Recently, experts have shown how BIOS malware could be used to attack multiple operating systems and infect different kinds of motherboards. According to them, BIOS-based malicious software can disseminate not just on various OSs, but also by a number of hardware. These attacks are hard to identify and block.

Earlier during March 2009 at the Vancouver CanSecWest security conference, researchers Anibal Sacco and Alfredo Ortega of Core Security Technologies Inc. performed a general BIOS attack that could push malware inside various BIOS types, as reported by search security on June 18, 2009.

A hacker who hijacked the BIOS in the above manner could gain complete control over the basic firmware irrespective of the OS.

Even if all browser applications and OS patches are put in place, it is still possible to fully compromise computers at a very low level without any vulnerability exploitation. Evidently, the BIOS malware has been effectively utilized on both OpenBSD and Windows platforms as well as on virtual machines through the VMware Player program.

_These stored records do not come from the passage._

//! Interactive editing widget for JSON document fields

use super::model_form::{ModelForm, Widget};
use html_escape::{encode_double_quoted_attribute, encode_text};
use serde::Serialize;
use serde_json::Value;
use serde_json::ser::{PrettyFormatter, Serializer};
use std::fmt;

/// What the client-side editor receives
#[derive(Debug, Clone, Copy, Default, PartialEq, Eq)]
pub enum PrettyJsonMode {
	/// Parse the value and pretty-print it; unparsable text is shown as is
	#[default]
	Parsed,
	/// Show string values verbatim without reformatting
	Raw,
}

impl fmt::Display for PrettyJsonMode {
	fn fmt(&self, f: &mut fmt::Formatter<'_>) -> fmt::Result {
		match self {
			PrettyJsonMode::Parsed => write!(f, "parsed"),
			PrettyJsonMode::Raw => write!(f, "raw"),
		}
	}
}

/// Textarea carrying pretty-printed JSON plus `data-*` hooks for the editor script
///
/// # Examples
///
/// ```
/// use reinhardt_admin_jsonfield::PrettyJsonWidget;
/// use serde_json::json;
///
/// let html = PrettyJsonWidget::default().render("data", &json!({"a": "<b>"}));
/// assert!(html.starts_with("<textarea"));
/// assert!(html.contains(r#"data-json-editor="parsed""#));
/// assert!(html.contains("&lt;b&gt;"));
/// ```
#[derive(Debug, Clone, PartialEq, Eq)]
pub struct PrettyJsonWidget {
	pub mode: PrettyJsonMode,
	pub indent: usize,
}

impl Default for PrettyJsonWidget {
	fn default() -> Self {
		Self {
			mode: PrettyJsonMode::Parsed,
			indent: 2,
		}
	}
}

impl PrettyJsonWidget {
	pub fn new() -> Self {
		Self::default()
	}

	pub fn with_mode(mut self, mode: PrettyJsonMode) -> Self {
		self.mode = mode;
		self
	}

	pub fn with_indent(mut self, indent: usize) -> Self {
		self.indent = indent;
		self
	}

	/// Text placed inside the textarea, before HTML escaping
	pub fn format_value(&self, value: &Value) -> String {
		match (self.mode, value) {
			(_, Value::Null) => String::new(),
			(PrettyJsonMode::Raw, Value::String(s)) => s.clone(),
			(PrettyJsonMode::Raw, other) => other.to_string(),
			(PrettyJsonMode::Parsed, Value::String(s)) => match serde_json::from_str::<Value>(s) {
				Ok(parsed) => self.pretty(&parsed),
				Err(_) => s.clone(),
			},
			(PrettyJsonMode::Parsed, other) => self.pretty(other),
		}
	}

	fn pretty(&self, value: &Value) -> String {
		let indent = " ".repeat(self.indent);
		let mut buf = Vec::new();
		let mut ser = Serializer::with_formatter(&mut buf, PrettyFormatter::with_indent(indent.as_bytes()));
		match value.serialize(&mut ser) {
			Ok(()) => String::from_utf8(buf).unwrap_or_else(|_| value.to_string()),
			Err(_) => value.to_string(),
		}
	}

	pub fn render(&self, name: &str, value: &Value) -> String {
		let content = self.format_value(value);
		let rows = content.lines().count().clamp(4, 30);
		let attr = encode_double_quoted_attribute(name);
		format!(
			r#"<textarea name="{attr}" id="id_{attr}" class="json-editor" rows="{rows}" data-json-editor="{}" data-json-indent="{}">{}</textarea>"#,
			self.mode,
			self.indent,
			encode_text(&content)
		)
	}
}

/// Swap the widget of every JSON-typed field for [`PrettyJsonWidget`]
///
/// Returns the number of fields changed.
pub fn prettify_json_fields(form: &mut ModelForm) -> usize {
	let mut changed = 0;
	for field in form.fields_mut().iter_mut().filter(|f| f.is_json()) {
		field.widget = Widget::PrettyJson(PrettyJsonWidget::default());
		changed += 1;
	}
	tracing::debug!(fields = changed, "using pretty JSON widget");
	changed
}

/// A model form whose JSON fields render with [`PrettyJsonWidget`]
#[derive(Debug, Clone)]
pub struct PrettyJsonForm {
	form: ModelForm,
}

impl PrettyJsonForm {
	pub fn new(mut form: ModelForm) -> Self {
		prettify_json_fields(&mut form);
		Self { form }
	}

	pub fn form(&self) -> &ModelForm {
		&self.form
	}

	pub fn form_mut(&mut self) -> &mut ModelForm {
		&mut self.form
	}

	pub fn into_inner(self) -> ModelForm {
		self.form
	}
}

#[cfg(test)]
mod tests {
	use super::*;
	use crate::forms::model_form::{FieldType, FormFieldSpec};
	use crate::model::{FieldKind, ModelMeta};
	use rstest::rstest;
	use serde_json::json;

	#[rstest]
	#[case(PrettyJsonMode::Parsed, json!({"a": [1]}), "{\n  \"a\": [\n    1\n  ]\n}")]
	#[case(PrettyJsonMode::Parsed, json!("{\"a\":1}"), "{\n  \"a\": 1\n}")]
	#[case(PrettyJsonMode::Parsed, json!("{broken"), "{broken")]
	#[case(PrettyJsonMode::Raw, json!("{\"a\":1}"), "{\"a\":1}")]
	#[case(PrettyJsonMode::Raw, json!({"a": 1}), "{\"a\":1}")]
	#[case(PrettyJsonMode::Parsed, Value::Null, "")]
	fn test_format_value(#[case] mode: PrettyJsonMode, #[case] value: Value, #[case] expected: &str) {
		let widget = PrettyJsonWidget::new().with_mode(mode);
		assert_eq!(widget.format_value(&value), expected);
	}

	#[test]
	fn test_custom_indent() {
		let widget = PrettyJsonWidget::new().with_indent(4);
		assert_eq!(widget.format_value(&json!({"a": 1})), "{\n    \"a\": 1\n}");
	}

	#[test]
	fn test_prettify_only_touches_json_fields() {
		let meta = ModelMeta::new("people", "person")
			.with_field("name", FieldKind::Text)
			.with_field("data", FieldKind::Json);
		let form = PrettyJsonForm::new(
			ModelForm::for_model(meta, &["name", "data"])
				.unwrap()
				.with_field(FormFieldSpec::new("extra", FieldType::Json)),
		);
		let widgets: Vec<_> = form.form().fields().iter().map(|f| &f.widget).collect();
		assert_eq!(widgets[0], &Widget::TextInput);
		assert_eq!(widgets[1], &Widget::PrettyJson(PrettyJsonWidget::default()));
		assert_eq!(widgets[2], &Widget::PrettyJson(PrettyJsonWidget::default()));
	}

	#[test]
	fn test_render_escapes_name_and_content() {
		let html = PrettyJsonWidget::new().render("a\"b", &json!({"k": "</textarea>"}));
		assert!(html.contains(r#"name="a&quot;b""#));
		assert_eq!(html.matches("</textarea>").count(), 1);
	}
}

Sacco and Ortega emphasized that for carrying out the attacks, one needs to either directly access the target computer or obtain the root privileges of the same, which restricts the scope. In any case, the techniques are extremely workable and the two researchers are presently experimenting with a BIOS rootkit that might help to execute the attack.

Following the experiments by the Core researchers, John Heasman at Next Generation Security Software performed another research on stubborn rootkits and was successful in creating a technique for planting them on computers utilizing 'Peripheral Component Interconnect' (PCI) cards.

Previously during 2007, Heasman at Black Hat DC demonstrated a fully functional technique for installing rootkits on a PCI card through the device's flashable ROM. He also showed how bogus stack pointers could be built through the circumvention of Windows NT kernel.